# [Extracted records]
****************************************

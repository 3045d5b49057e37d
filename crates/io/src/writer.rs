//! Write access to a new NetCDF container.

use std::path::{Path, PathBuf};

use netcdf::AttributeValue;
use tracing::debug;

use crate::dataset::{Attribute, FILL_VALUE, MISSING_VALUE, slab_extents};
use crate::error::IoError;
use crate::value_type::ValueType;

/// A NetCDF file being created.
///
/// Values are passed in as `f64` and converted by NetCDF to each variable's
/// storage type.
pub struct DatasetWriter {
    file: netcdf::FileMut,
    path: PathBuf,
}

impl std::fmt::Debug for DatasetWriter {
    fn fmt(&self, f: &mut std::fmt::Formatter<'_>) -> std::fmt::Result {
        f.debug_struct("DatasetWriter")
            .field("path", &self.path)
            .finish()
    }
}

impl DatasetWriter {
    /// Create (or truncate) the file at `path`.
    ///
    /// # Errors
    ///
    /// Returns [`IoError::Netcdf`] if the file cannot be created.
    pub fn create(path: &Path) -> Result<Self, IoError> {
        let file = netcdf::create(path)?;
        debug!(path = %path.display(), "created dataset");
        Ok(Self {
            file,
            path: path.to_path_buf(),
        })
    }

    /// Path being written.
    pub fn path(&self) -> &Path {
        &self.path
    }

    /// Add a fixed-length dimension.
    pub fn add_dimension(&mut self, name: &str, len: usize) -> Result<(), IoError> {
        self.file.add_dimension(name, len)?;
        Ok(())
    }

    /// Add the unlimited record dimension.
    pub fn add_unlimited_dimension(&mut self, name: &str) -> Result<(), IoError> {
        self.file.add_unlimited_dimension(name)?;
        Ok(())
    }

    /// Add a global attribute.
    pub fn add_attribute(
        &mut self,
        name: &str,
        value: impl Into<AttributeValue>,
    ) -> Result<(), IoError> {
        self.file.add_attribute(name, value.into())?;
        Ok(())
    }

    /// Add a 32-bit float variable over `dims` and attach `attributes`.
    ///
    /// # Errors
    ///
    /// Same as [`DatasetWriter::add_variable_of`].
    pub fn add_variable(
        &mut self,
        name: &str,
        dims: &[&str],
        attributes: &[Attribute],
    ) -> Result<(), IoError> {
        self.add_variable_of(name, ValueType::F32, dims, attributes)
    }

    /// Add a variable stored as `value_type` over `dims` and attach
    /// `attributes`.
    ///
    /// Numeric `_FillValue` and `missing_value` attributes of another type
    /// are converted to `value_type`, as NetCDF requires; all other
    /// attributes are written as given.
    ///
    /// # Errors
    ///
    /// Returns [`IoError::Netcdf`] if a dimension is undefined or the
    /// variable already exists.
    pub fn add_variable_of(
        &mut self,
        name: &str,
        value_type: ValueType,
        dims: &[&str],
        attributes: &[Attribute],
    ) -> Result<(), IoError> {
        let mut var = self
            .file
            .add_variable_with_type(name, dims, &value_type.to_nc())?;
        for attr in attributes {
            let value: AttributeValue = match attr.name.as_str() {
                FILL_VALUE | MISSING_VALUE => value_type.coerce(&attr.value),
                _ => attr.value.clone(),
            };
            var.put_attribute(&attr.name, value)?;
        }
        debug!(variable = name, ?value_type, "added variable");
        Ok(())
    }

    /// Write every value of a fixed-size variable.
    ///
    /// # Errors
    ///
    /// Returns [`IoError::DimensionMismatch`] if `values` does not match the
    /// variable size, or [`IoError::MissingVariable`].
    pub fn put_values(&mut self, name: &str, values: &[f64]) -> Result<(), IoError> {
        let path = self.path.clone();
        let mut var = self
            .file
            .variable_mut(name)
            .ok_or_else(|| IoError::MissingVariable {
                name: name.to_string(),
                path,
            })?;
        let expected: usize = var.dimensions().iter().map(|d| d.len()).product();
        if values.len() != expected {
            return Err(IoError::DimensionMismatch {
                name: name.to_string(),
                expected,
                got: values.len(),
            });
        }
        var.put_values(values, ..)?;
        Ok(())
    }

    /// Write a hyperslab starting at `start` with extent `count`.
    ///
    /// Slabs may extend the unlimited dimension.
    ///
    /// # Errors
    ///
    /// Returns [`IoError::DimensionMismatch`] if `start` or `count` has the
    /// wrong rank or `values` does not fill the slab, or
    /// [`IoError::MissingVariable`].
    pub fn put_slab(
        &mut self,
        name: &str,
        start: &[usize],
        count: &[usize],
        values: &[f64],
    ) -> Result<(), IoError> {
        let path = self.path.clone();
        let mut var = self
            .file
            .variable_mut(name)
            .ok_or_else(|| IoError::MissingVariable {
                name: name.to_string(),
                path,
            })?;
        let rank = var.dimensions().len();
        for (what, got) in [("start", start.len()), ("count", count.len())] {
            if got != rank {
                return Err(IoError::DimensionMismatch {
                    name: format!("{name} {what} rank"),
                    expected: rank,
                    got,
                });
            }
        }
        let expected: usize = count.iter().product();
        if values.len() != expected {
            return Err(IoError::DimensionMismatch {
                name: name.to_string(),
                expected,
                got: values.len(),
            });
        }
        if expected == 0 {
            return Ok(());
        }
        var.put_values(values, slab_extents(start, count))?;
        Ok(())
    }

    /// Flush and close the file.
    pub fn close(self) -> Result<(), IoError> {
        debug!(path = %self.path.display(), "closing dataset");
        drop(self.file);
        Ok(())
    }
}
use std::path::Path;

use anyhow::{Context, Result};
use serde::Deserialize;

/// Top-level woa configuration.
///
/// Every key has a default, so an absent file is the same as an empty one.
#[derive(Debug, Default, Deserialize)]
#[serde(deny_unknown_fields)]
pub struct WoaConfig {
    /// ASCII decoder settings.
    #[serde(default)]
    pub decode: DecodeToml,

    /// NetCDF export settings.
    #[serde(default)]
    pub export: ExportToml,

    /// Series merge settings.
    #[serde(default)]
    pub merge: MergeToml,
}

impl WoaConfig {
    /// Read `path`, or return the defaults when no path is given.
    pub fn load(path: Option<&Path>) -> Result<Self> {
        let Some(path) = path else {
            return Ok(Self::default());
        };
        let toml_str = std::fs::read_to_string(path)
            .with_context(|| format!("failed to read config file: {}", path.display()))?;
        toml::from_str(&toml_str).context("failed to parse TOML config")
    }
}

#[derive(Debug, Deserialize)]
#[serde(deny_unknown_fields)]
pub struct DecodeToml {
    #[serde(default = "default_n_lon")]
    pub n_lon: usize,
    #[serde(default = "default_n_lat")]
    pub n_lat: usize,
    #[serde(default = "default_max_levels")]
    pub max_levels: usize,
    #[serde(default = "default_field_width")]
    pub field_width: usize,
    #[serde(default = "default_fields_per_line")]
    pub fields_per_line: usize,
    #[serde(default = "default_true")]
    pub progress: bool,
}

impl Default for DecodeToml {
    fn default() -> Self {
        Self {
            n_lon: default_n_lon(),
            n_lat: default_n_lat(),
            max_levels: default_max_levels(),
            field_width: default_field_width(),
            fields_per_line: default_fields_per_line(),
            progress: true,
        }
    }
}

fn default_n_lon() -> usize {
    360
}
fn default_n_lat() -> usize {
    180
}
fn default_max_levels() -> usize {
    33
}
fn default_field_width() -> usize {
    8
}
fn default_fields_per_line() -> usize {
    10
}
fn default_true() -> bool {
    true
}

#[derive(Debug, Default, Deserialize)]
#[serde(deny_unknown_fields)]
pub struct ExportToml {
    pub title: Option<String>,
    pub source: Option<String>,
    pub references: Option<String>,
    pub conventions: Option<String>,
    pub missing_value: Option<f64>,
}

#[derive(Debug, Deserialize)]
#[serde(deny_unknown_fields)]
pub struct MergeToml {
    #[serde(default = "default_record_name")]
    pub record_name: String,
    #[serde(default = "default_record_units")]
    pub record_units: String,
    /// Fill for levels no input provides, for variables without a missing
    /// value attribute. NaN when unset.
    #[serde(default)]
    pub fill_value: Option<f64>,
}

impl Default for MergeToml {
    fn default() -> Self {
        Self {
            record_name: default_record_name(),
            record_units: default_record_units(),
            fill_value: None,
        }
    }
}

fn default_record_name() -> String {
    "time".to_string()
}
fn default_record_units() -> String {
    "month number".to_string()
}

#[cfg(test)]
mod tests {
    use super::*;

    #[test]
    fn empty_file_is_defaults() {
        let config: WoaConfig = toml::from_str("").unwrap();
        assert_eq!(config.decode.n_lon, 360);
        assert_eq!(config.decode.max_levels, 33);
        assert!(config.decode.progress);
        assert!(config.export.title.is_none());
        assert_eq!(config.merge.record_name, "time");
        assert_eq!(config.merge.record_units, "month number");
    }

    #[test]
    fn sections_override_defaults() {
        let config: WoaConfig = toml::from_str(
            r#"
            [decode]
            n_lon = 720
            n_lat = 360
            progress = false

            [export]
            title = "World Ocean Atlas 2009"
            missing_value = -999.0

            [merge]
            record_units = "season number"
            "#,
        )
        .unwrap();
        assert_eq!(config.decode.n_lon, 720);
        assert_eq!(config.decode.fields_per_line, 10);
        assert!(!config.decode.progress);
        assert_eq!(config.export.title.as_deref(), Some("World Ocean Atlas 2009"));
        assert_eq!(config.export.missing_value, Some(-999.0));
        assert_eq!(config.merge.record_units, "season number");
    }

    #[test]
    fn unknown_keys_are_rejected() {
        assert!(toml::from_str::<WoaConfig>("[decode]\nwidth = 8\n").is_err());
        assert!(toml::from_str::<WoaConfig>("[plot]\n").is_err());
    }

    #[test]
    fn missing_file_is_an_error() {
        let err = WoaConfig::load(Some(Path::new("/nonexistent/woa.toml"))).unwrap_err();
        assert!(format!("{err:#}").contains("failed to read config file"));
    }
}
//! Error types for woa-eos.

/// Error type for all fallible operations in the woa-eos crate.
#[derive(Debug, Clone, PartialEq, Eq, thiserror::Error)]
pub enum EosError {
    /// Returned when salinity and temperature inputs differ in length.
    #[error("salinity has {salinity} samples, temperature has {temperature}")]
    LengthMismatch {
        /// Number of salinity samples.
        salinity: usize,
        /// Number of temperature samples.
        temperature: usize,
    },
}
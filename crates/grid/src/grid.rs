//! Dense `(depth, lat, lon)` grid with its coordinate axes.

use ndarray::{Array3, ArrayView2, Axis};

use crate::axes;
use crate::depths::standard_depths;
use crate::error::GridError;

/// A 3-D climatology field on standard depth levels.
///
/// The array is indexed `(depth, lat, lon)`. Axis lengths always equal the
/// matching array extents and the depth axis is always a prefix of
/// [`STANDARD_DEPTHS`](crate::STANDARD_DEPTHS). A `Grid` is immutable once
/// built.
#[derive(Debug, Clone, PartialEq)]
pub struct Grid {
    data: Array3<f64>,
    lon: Vec<f64>,
    lat: Vec<f64>,
    depth: Vec<f64>,
}

impl Grid {
    /// Create a grid from data and explicit coordinate axes.
    ///
    /// # Errors
    ///
    /// Returns [`GridError::DimensionMismatch`] if an axis length differs from
    /// the array extent, [`GridError::TooManyLevels`] if there are more levels
    /// than standard depths, or [`GridError::NonStandardDepth`] if the depth
    /// axis deviates from the standard table.
    pub fn new(
        data: Array3<f64>,
        lon: Vec<f64>,
        lat: Vec<f64>,
        depth: Vec<f64>,
    ) -> Result<Self, GridError> {
        let (nk, n_lat, n_lon) = data.dim();
        for (name, expected, got) in [
            ("lon", n_lon, lon.len()),
            ("lat", n_lat, lat.len()),
            ("depth", nk, depth.len()),
        ] {
            if expected != got {
                return Err(GridError::DimensionMismatch {
                    name: name.to_string(),
                    expected,
                    got,
                });
            }
        }

        let standard = standard_depths(nk)?;
        if let Some(index) = depth.iter().zip(standard).position(|(d, s)| d != s) {
            return Err(GridError::NonStandardDepth {
                index,
                depth: depth[index],
            });
        }

        Ok(Self {
            data,
            lon,
            lat,
            depth,
        })
    }

    /// Create a grid whose axes are derived from the array shape: regular
    /// cell-centred longitude and latitude, and the first `nk` standard depths.
    ///
    /// # Errors
    ///
    /// Returns [`GridError::TooManyLevels`] if the array has more levels than
    /// the standard depth table.
    pub fn regular(data: Array3<f64>) -> Result<Self, GridError> {
        let (nk, n_lat, n_lon) = data.dim();
        let depth = standard_depths(nk)?.to_vec();
        Ok(Self {
            lon: axes::longitudes(n_lon),
            lat: axes::latitudes(n_lat, n_lon),
            depth,
            data,
        })
    }

    /// The sample array, indexed `(depth, lat, lon)`.
    pub fn data(&self) -> &Array3<f64> {
        &self.data
    }

    /// Consume the grid and return its sample array.
    pub fn into_data(self) -> Array3<f64> {
        self.data
    }

    /// Longitude cell centres (degrees east).
    pub fn lon(&self) -> &[f64] {
        &self.lon
    }

    /// Latitude cell centres (degrees north).
    pub fn lat(&self) -> &[f64] {
        &self.lat
    }

    /// Depth levels (metres).
    pub fn depth(&self) -> &[f64] {
        &self.depth
    }

    /// Number of depth levels.
    pub fn n_levels(&self) -> usize {
        self.depth.len()
    }

    /// Number of latitude rows.
    pub fn n_lat(&self) -> usize {
        self.lat.len()
    }

    /// Number of longitude columns.
    pub fn n_lon(&self) -> usize {
        self.lon.len()
    }

    /// One horizontal level, or `None` past the deepest level.
    pub fn level(&self, k: usize) -> Option<ArrayView2<'_, f64>> {
        (k < self.n_levels()).then(|| self.data.index_axis(Axis(0), k))
    }
}

#[cfg(test)]
mod tests {
    use super::*;
    use crate::depths::STANDARD_DEPTHS;

    fn ramp(nk: usize, ny: usize, nx: usize) -> Array3<f64> {
        Array3::from_shape_fn((nk, ny, nx), |(k, j, i)| (k * 100 + j * 10 + i) as f64)
    }

    #[test]
    fn regular_axes_follow_shape() {
        let grid = Grid::regular(ramp(3, 4, 8)).unwrap();
        assert_eq!(grid.n_levels(), 3);
        assert_eq!(grid.n_lat(), 4);
        assert_eq!(grid.n_lon(), 8);
        assert_eq!(grid.depth(), &STANDARD_DEPTHS[..3]);
        assert_eq!(grid.lon()[0], 22.5);
        assert_eq!(grid.lat()[0], -67.5);
    }

    #[test]
    fn regular_rejects_too_many_levels() {
        let err = Grid::regular(Array3::zeros((34, 1, 1))).unwrap_err();
        assert!(matches!(err, GridError::TooManyLevels { .. }));
    }

    #[test]
    fn new_rejects_axis_length_mismatch() {
        let err = Grid::new(
            ramp(2, 2, 2),
            vec![0.0, 1.0, 2.0],
            vec![0.0, 1.0],
            vec![0.0, 10.0],
        )
        .unwrap_err();
        match err {
            GridError::DimensionMismatch {
                name,
                expected,
                got,
            } => {
                assert_eq!(name, "lon");
                assert_eq!(expected, 2);
                assert_eq!(got, 3);
            }
            other => panic!("expected DimensionMismatch, got {other:?}"),
        }
    }

    #[test]
    fn new_rejects_non_standard_depth() {
        let err = Grid::new(
            ramp(2, 1, 1),
            vec![0.5],
            vec![0.5],
            vec![0.0, 15.0],
        )
        .unwrap_err();
        assert!(matches!(
            err,
            GridError::NonStandardDepth { index: 1, depth } if depth == 15.0
        ));
    }

    #[test]
    fn level_view() {
        let grid = Grid::regular(ramp(2, 2, 3)).unwrap();
        let level = grid.level(1).unwrap();
        assert_eq!(level.dim(), (2, 3));
        assert_eq!(level[[1, 2]], 112.0);
        assert!(grid.level(2).is_none());
    }
}
//! Pairing of comparable levels between two fields.

use crate::error::CompareError;

/// The levels two fields share, and the shape of each level.
///
/// A level is addressed by its leading indices: none for fields of rank
/// below 3, `[k]` for 3-D fields and `[n, k]` for 4-D fields. Leading
/// extents are truncated to the smaller of the two fields.
#[derive(Debug, Clone, PartialEq, Eq)]
pub struct LevelPlan {
    levels: Vec<Vec<usize>>,
    level_shape: Vec<usize>,
}

impl LevelPlan {
    /// Pair the levels of fields with shapes `shape_a` and `shape_b`.
    ///
    /// # Errors
    ///
    /// Returns [`CompareError::ShapeIncompatible`] for rank mismatches, for
    /// differing shapes below rank 3, for differing trailing extents at rank
    /// 3 or 4, and for any rank above 4.
    pub fn new(shape_a: &[usize], shape_b: &[usize]) -> Result<Self, CompareError> {
        let incompatible = || CompareError::ShapeIncompatible {
            shape_a: shape_a.to_vec(),
            shape_b: shape_b.to_vec(),
        };

        let rank = shape_a.len();
        if rank != shape_b.len() {
            return Err(incompatible());
        }
        if rank < 3 {
            if shape_a != shape_b {
                return Err(incompatible());
            }
            return Ok(Self {
                levels: vec![Vec::new()],
                level_shape: shape_a.to_vec(),
            });
        }
        if rank > 4 || shape_a[rank - 2..] != shape_b[rank - 2..] {
            return Err(incompatible());
        }

        let level_shape = shape_a[rank - 2..].to_vec();
        let nk = shape_a[rank - 3].min(shape_b[rank - 3]);
        let levels = if rank == 3 {
            (0..nk).map(|k| vec![k]).collect()
        } else {
            let nn = shape_a[0].min(shape_b[0]);
            (0..nn)
                .flat_map(|n| (0..nk).map(move |k| vec![n, k]))
                .collect()
        };
        Ok(Self {
            levels,
            level_shape,
        })
    }

    /// Leading indices of every compared level, in row-major order.
    pub fn levels(&self) -> &[Vec<usize>] {
        &self.levels
    }

    /// Shape of one level.
    pub fn level_shape(&self) -> &[usize] {
        &self.level_shape
    }

    /// Number of compared levels.
    pub fn len(&self) -> usize {
        self.levels.len()
    }

    /// Whether there is nothing to compare.
    pub fn is_empty(&self) -> bool {
        self.levels.is_empty()
    }

    /// Hyperslab `(start, count)` selecting the level at `index`.
    pub fn slab(&self, index: &[usize]) -> (Vec<usize>, Vec<usize>) {
        let start = index
            .iter()
            .copied()
            .chain(self.level_shape.iter().map(|_| 0))
            .collect();
        let count = index
            .iter()
            .map(|_| 1)
            .chain(self.level_shape.iter().copied())
            .collect();
        (start, count)
    }
}
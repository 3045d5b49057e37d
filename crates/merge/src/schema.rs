//! Output schema of a merged series, fixed before any data is written.

use std::path::Path;

use tracing::debug;
use woa_io::{Attribute, Dataset, DimensionInfo, ValueType, VariableInfo};

use crate::config::RecordAxis;
use crate::error::MergeError;

/// Where an axis variable's values are read from.
#[derive(Debug, Clone, Copy, PartialEq, Eq)]
pub enum AxisSource {
    /// The first period file.
    Template,
    /// The annual file, whose version of the axis is longer.
    Annual,
}

/// A non-record output dimension.
#[derive(Debug, Clone, PartialEq, Eq)]
pub struct OutputDimension {
    /// Dimension name.
    pub name: String,
    /// Output extent.
    pub len: usize,
}

/// A variable of rank 0 or 1, written once.
#[derive(Debug, Clone, PartialEq)]
pub struct AxisVariable {
    /// Variable name.
    pub name: String,
    /// Dimension names.
    pub dims: Vec<String>,
    /// Attributes copied from the template.
    pub attributes: Vec<Attribute>,
    /// Storage type of the template variable.
    pub value_type: ValueType,
    /// Where the values come from.
    pub source: AxisSource,
    /// Values, read while deriving the schema.
    pub values: Vec<f64>,
}

/// A variable of rank 2 or more, written once per period with the record
/// dimension prepended.
#[derive(Debug, Clone, PartialEq)]
pub struct DataVariable {
    /// Variable name.
    pub name: String,
    /// Dimension names, excluding the record dimension.
    pub dims: Vec<String>,
    /// Output extents, excluding the record dimension.
    pub shape: Vec<usize>,
    /// Attributes copied from the template.
    pub attributes: Vec<Attribute>,
    /// Storage type of the template variable.
    pub value_type: ValueType,
    /// Value written into levels no input provides.
    pub fill_value: f64,
}

impl DataVariable {
    /// Output leading (depth) extent.
    pub fn depth(&self) -> usize {
        self.shape[0]
    }

    /// Samples per level.
    pub fn level_size(&self) -> usize {
        self.shape[1..].iter().product()
    }

    /// Check that `info`, read from `path`, can be written into this
    /// variable: same rank, same trailing extents and no more levels.
    pub(crate) fn check_input(&self, info: &VariableInfo, path: &Path) -> Result<(), MergeError> {
        let mismatch = |reason: String| MergeError::SchemaMismatch {
            path: path.to_path_buf(),
            reason,
        };
        if info.rank() != self.shape.len() {
            return Err(mismatch(format!(
                "variable '{}' has rank {}, expected {}",
                self.name,
                info.rank(),
                self.shape.len()
            )));
        }
        if info.shape[1..] != self.shape[1..] {
            return Err(mismatch(format!(
                "variable '{}' has shape {:?}, expected trailing extents {:?}",
                self.name,
                info.shape,
                &self.shape[1..]
            )));
        }
        if info.shape[0] > self.depth() {
            return Err(mismatch(format!(
                "variable '{}' has {} levels, output holds {}",
                self.name,
                info.shape[0],
                self.depth()
            )));
        }
        Ok(())
    }
}

/// The complete layout of a merged series.
///
/// Derived once from the first period file (the template) and, optionally,
/// an annual file. Attributes of later periods are never consulted.
#[derive(Debug, Clone, PartialEq)]
pub struct SeriesSchema {
    record: RecordAxis,
    dimensions: Vec<OutputDimension>,
    global_attributes: Vec<Attribute>,
    axes: Vec<AxisVariable>,
    data: Vec<DataVariable>,
}

impl SeriesSchema {
    /// Derive the output schema.
    ///
    /// Each template dimension keeps its extent unless the annual file has a
    /// dimension of the same name that is strictly longer. Axis values are
    /// taken from the annual file under the same rule. Every variable keeps
    /// the template's storage type and attributes, and the annual file must
    /// provide each data variable with matching trailing extents.
    ///
    /// # Errors
    ///
    /// - [`MergeError::RecordDimensionExists`] if the template already uses
    ///   the record name.
    /// - [`MergeError::SchemaMismatch`] if a template variable is not
    ///   numeric, or the annual file lacks a data variable or disagrees on
    ///   its shape.
    /// - [`MergeError::Io`] for read failures.
    pub fn derive(
        template: &Dataset,
        annual: Option<&Dataset>,
        record: &RecordAxis,
        fallback_fill: f64,
    ) -> Result<Self, MergeError> {
        if template.has_dimension(record.name()) || template.has_variable(record.name()) {
            return Err(MergeError::RecordDimensionExists {
                name: record.name().to_string(),
                path: template.path().to_path_buf(),
            });
        }

        let annual_dims: Vec<DimensionInfo> = annual.map(Dataset::dimensions).unwrap_or_default();
        let dimensions: Vec<OutputDimension> = template
            .dimensions()
            .into_iter()
            .map(|d| {
                let len = annual_dims
                    .iter()
                    .find(|a| a.name == d.name && a.len > d.len)
                    .map_or(d.len, |a| a.len);
                OutputDimension { name: d.name, len }
            })
            .collect();
        let extent = |name: &str| {
            dimensions
                .iter()
                .find(|d| d.name == name)
                .map_or(0, |d| d.len)
        };

        let mut axes = Vec::new();
        let mut data = Vec::new();
        for var in template.variables()? {
            let value_type = var.value_type.ok_or_else(|| MergeError::SchemaMismatch {
                path: template.path().to_path_buf(),
                reason: format!("variable '{}' is not numeric", var.name),
            })?;
            if var.rank() <= 1 {
                axes.push(axis_variable(template, annual, var, value_type)?);
                continue;
            }

            let shape: Vec<usize> = var.dims.iter().map(|d| extent(d.as_str())).collect();
            let fill_value = var
                .missing_values()
                .first()
                .copied()
                .unwrap_or(fallback_fill);
            let output = DataVariable {
                name: var.name,
                dims: var.dims,
                shape,
                attributes: var.attributes,
                value_type,
                fill_value,
            };
            if let Some(annual) = annual {
                let info = annual
                    .variable(&output.name)
                    .map_err(|_| MergeError::SchemaMismatch {
                        path: annual.path().to_path_buf(),
                        reason: format!("variable '{}' missing from annual file", output.name),
                    })?;
                output.check_input(&info, annual.path())?;
            }
            data.push(output);
        }

        debug!(
            dimensions = dimensions.len(),
            axes = axes.len(),
            data = data.len(),
            "derived series schema"
        );
        Ok(Self {
            record: record.clone(),
            dimensions,
            global_attributes: template.global_attributes()?,
            axes,
            data,
        })
    }

    /// The record axis.
    pub fn record(&self) -> &RecordAxis {
        &self.record
    }

    /// Non-record dimensions in template order.
    pub fn dimensions(&self) -> &[OutputDimension] {
        &self.dimensions
    }

    /// Global attributes copied from the template.
    pub fn global_attributes(&self) -> &[Attribute] {
        &self.global_attributes
    }

    /// Variables written once.
    pub fn axes(&self) -> &[AxisVariable] {
        &self.axes
    }

    /// Variables written per period.
    pub fn data_variables(&self) -> &[DataVariable] {
        &self.data
    }

    /// Output leading extent of the data variable `name`.
    pub fn max_depth(&self, name: &str) -> Option<usize> {
        self.data.iter().find(|v| v.name == name).map(DataVariable::depth)
    }
}

fn axis_variable(
    template: &Dataset,
    annual: Option<&Dataset>,
    var: VariableInfo,
    value_type: ValueType,
) -> Result<AxisVariable, MergeError> {
    let longer_annual = annual.filter(|a| {
        var.rank() == 1
            && a.variable(&var.name)
                .is_ok_and(|info| info.rank() == 1 && info.shape[0] > var.shape[0])
    });
    let (source, values) = match longer_annual {
        Some(a) => (AxisSource::Annual, a.read_all(&var.name)?),
        None => (AxisSource::Template, template.read_all(&var.name)?),
    };
    Ok(AxisVariable {
        name: var.name,
        dims: var.dims,
        attributes: var.attributes,
        value_type,
        source,
        values,
    })
}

****************************************

# [Problem to work on]
Where a line of the records contains the word "centres", copy that line.

# [Result of the task]
    /// Longitude cell centres (degrees east).
    /// Latitude cell centres (degrees north).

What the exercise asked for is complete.